PSLmodels / taxdata

The TaxData project prepares microdata for use with the Tax-Calculator microsimulation project.
http://pslmodels.github.io/taxdata/
Other
21 stars 30 forks source link

2015 PUF compatibility #437

Open andersonfrailey opened 1 year ago

andersonfrailey commented 1 year ago

This PR begins the work of making TaxData compatible with the 2015 PUF. There are three main parts:

  1. I modified the CPS tax unit creation code to allow for some flexibility in when C-TAM benefits are added to the CPS. Currently, any CPS from 2013, 2014, or 2015 will have C-TAM benefits imputed. This PR makes it easier to specify that you don't want C-TAM benefits imputed for those years.
  2. I add various aspects of the 2015 tax code specific to 2015: FICA maximum taxable earnings, and maximum pension deferral amount.
  3. In impute_pencon.py, I raise the maximum allowable wages from $30 million to $124 million. I'm assuming that $30 million was chosen because the highest reported wages in the 2011 PUF were ~$29 million, and not for a specific reason. In the 2015 PUF, the highest reported wages are ~$123 million.

I still haven't successfully created a working PUF. I'm running into an issue with pension contribution imputation. Not all of the wage/age group combinations for imputation have earners in the PUF. This is the error message I get when using the 2015 CPS as another donor file:

[~/taxdata/taxdata/puf/impute_pencon.py](https://file+.vscode-resource.vscode-cdn.net/Users/andersonfrailey/taxdata/~/taxdata/taxdata/puf/impute_pencon.py) in impute(idata, target_cnt, target_amt, year)
    172             if wgt_num_earners <= 0.0:
...
--> 174                 raise ValueError(msg.format(agrp, wgrp, wgt_num_earners))
    175             wgt_pos_pencon = target_cnt.iloc[wgrp, agrp]
    176             prob = wgt_pos_pencon [/](https://file+.vscode-resource.vscode-cdn.net/) wgt_num_earners

ValueError: agrp=7;wgrp=15 has wgt_num_earners=0.0000 <= 0

I'm going to try using different CPS years and see if that helps. Once I've done that I'll try creating weights, and modify createpuf.py to be more flexible about which CPS and PUF year are used.

cc @jdebacker

andersonfrailey commented 1 year ago

My plan for the imputation error above is to come up with an algorithm for creating imputation groups. I haven't worked out the exact details, but essentially I'll start with the smallest income groups available (the ones directly reported by the IRS) and then if there are no records in the PUF that fall into a certain cell, it'll combine that cell with one of the neighboring income cells (always staying within the same age group).

bristowrichards commented 1 year ago

I had been working on an implementation for the 2015 PUF and ran into similar issues with the high earners not falling into valid bins, and in making the upper limit arbitrarily large, the cells having zero earners. With empty cell/age groups, I was running into a similar wall, but wasn't sure if I should forge ahead with some troubleshooting (like the cell merging you described) because I wasn't sure if the 30mil income limit was special.
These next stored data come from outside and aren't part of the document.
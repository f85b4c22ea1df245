//! Common utilities for srdtool.
//!
//! This crate provides the foundational types used across the srdtool crates:
//!
//! - [`BinaryReader`] - Zero-copy binary reading from byte slices
//! - [`BinaryWriter`] - Growable binary output buffer
//! - [`Error`] / [`Result`] - Shared error type for cursor operations

mod error;
mod reader;
mod writer;

pub use error::{Error, Result};
pub use reader::BinaryReader;
pub use writer::BinaryWriter;

/// Re-export zerocopy traits for convenience
pub use zerocopy::{FromBytes, Immutable, IntoBytes, KnownLayout};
If you are still working on this, I look forward to updates!

bristowrichards commented 1 year ago

I think you might have a typo in taxdata/puf/impute_pencon.py: the DC limit in 2015 should be 18000, not 1800, according to this PDF from the IRS.
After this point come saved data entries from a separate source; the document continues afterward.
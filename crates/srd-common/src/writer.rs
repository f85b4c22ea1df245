//! Binary writer for building byte buffers.
//!
//! [`BinaryWriter`] is the output counterpart of
//! [`BinaryReader`](crate::BinaryReader): an append-only buffer with
//! explicit little- and big-endian integer writes and zero-fill alignment.

/// A growable binary output buffer.
#[derive(Debug, Clone, Default)]
pub struct BinaryWriter {
    buffer: Vec<u8>,
}

impl BinaryWriter {
    /// Create a new empty writer.
    #[inline]
    pub fn new() -> Self {
        Self::default()
    }

    /// Create a writer with a pre-allocated capacity.
    #[inline]
    pub fn with_capacity(capacity: usize) -> Self {
        Self {
            buffer: Vec::with_capacity(capacity),
        }
    }

    /// Get the current write position (the number of bytes written).
    #[inline]
    pub fn position(&self) -> usize {
        self.buffer.len()
    }

    /// Append raw bytes.
    #[inline]
    pub fn write_bytes(&mut self, bytes: &[u8]) {
        self.buffer.extend_from_slice(bytes);
    }

    /// Append a single byte.
    #[inline]
    pub fn write_u8(&mut self, value: u8) {
        self.buffer.push(value);
    }

    /// Append a little-endian u16.
    #[inline]
    pub fn write_u16(&mut self, value: u16) {
        self.buffer.extend_from_slice(&value.to_le_bytes());
    }

    /// Append a little-endian i16.
    #[inline]
    pub fn write_i16(&mut self, value: i16) {
        self.buffer.extend_from_slice(&value.to_le_bytes());
    }

    /// Append a little-endian u32.
    #[inline]
    pub fn write_u32(&mut self, value: u32) {
        self.buffer.extend_from_slice(&value.to_le_bytes());
    }

    /// Append a little-endian i32.
    #[inline]
    pub fn write_i32(&mut self, value: i32) {
        self.buffer.extend_from_slice(&value.to_le_bytes());
    }

    /// Append a big-endian u16.
    #[inline]
    pub fn write_u16_be(&mut self, value: u16) {
        self.buffer.extend_from_slice(&value.to_be_bytes());
    }

    /// Append a big-endian u32.
    #[inline]
    pub fn write_u32_be(&mut self, value: u32) {
        self.buffer.extend_from_slice(&value.to_be_bytes());
    }

    /// Append a big-endian i32.
    #[inline]
    pub fn write_i32_be(&mut self, value: i32) {
        self.buffer.extend_from_slice(&value.to_be_bytes());
    }

    /// Append a little-endian f32.
    #[inline]
    pub fn write_f32(&mut self, value: f32) {
        self.buffer.extend_from_slice(&value.to_le_bytes());
    }

    /// Append string bytes followed by a null terminator.
    pub fn write_cstring(&mut self, value: &str) {
        self.buffer.extend_from_slice(value.as_bytes());
        self.buffer.push(0);
    }

    /// Zero-fill up to the next multiple of `alignment`.
    pub fn align_to(&mut self, alignment: usize) {
        debug_assert!(alignment.is_power_of_two());
        let rem = self.buffer.len() % alignment;
        if rem != 0 {
            self.buffer.resize(self.buffer.len() + alignment - rem, 0);
        }
    }

    /// Consume the writer and return the written bytes.
    #[inline]
    pub fn into_vec(self) -> Vec<u8> {
        self.buffer
    }

    /// Borrow the written bytes.
    #[inline]
    pub fn as_slice(&self) -> &[u8] {
        &self.buffer
    }
}

#[cfg(test)]
mod tests {
    use super::*;
    use crate::BinaryReader;

    #[test]
    fn test_write_primitives() {
        let mut writer = BinaryWriter::new();
        writer.write_u32(0x04030201);
        writer.write_u32_be(0x01020304);

        assert_eq!(
            writer.as_slice(),
            &[0x01, 0x02, 0x03, 0x04, 0x01, 0x02, 0x03, 0x04]
        );
    }

    #[test]
    fn test_align_to_zero_fills() {
        let mut writer = BinaryWriter::new();
        writer.write_u8(0xFF);
        writer.align_to(16);

        assert_eq!(writer.position(), 16);
        assert_eq!(&writer.as_slice()[1..], &[0u8; 15]);
    }

    #[test]
    fn test_reader_writer_round_trip() {
        let mut writer = BinaryWriter::new();
        writer.write_u16(0xBEEF);
        writer.write_i32(-7);
        writer.write_f32(2.25);
        writer.write_cstring("mesh");

        let bytes = writer.into_vec();
        let mut reader = BinaryReader::new(&bytes);
        assert_eq!(reader.read_u16().unwrap(), 0xBEEF);
        assert_eq!(reader.read_i32().unwrap(), -7);
        assert_eq!(reader.read_f32().unwrap(), 2.25);
        assert_eq!(reader.read_cstring().unwrap(), "mesh");
    }
}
gmfenton commented 6 months ago

Hi @andersonfrailey thanks for this update. I wanted to check in and see if (1) you or others have plans or a rough timeline on when TaxData may be compatible with the 2015 PUF or (2) if it may be helpful to have someone else work on resolving the problem you identified above with pension contribution imputations? Thanks!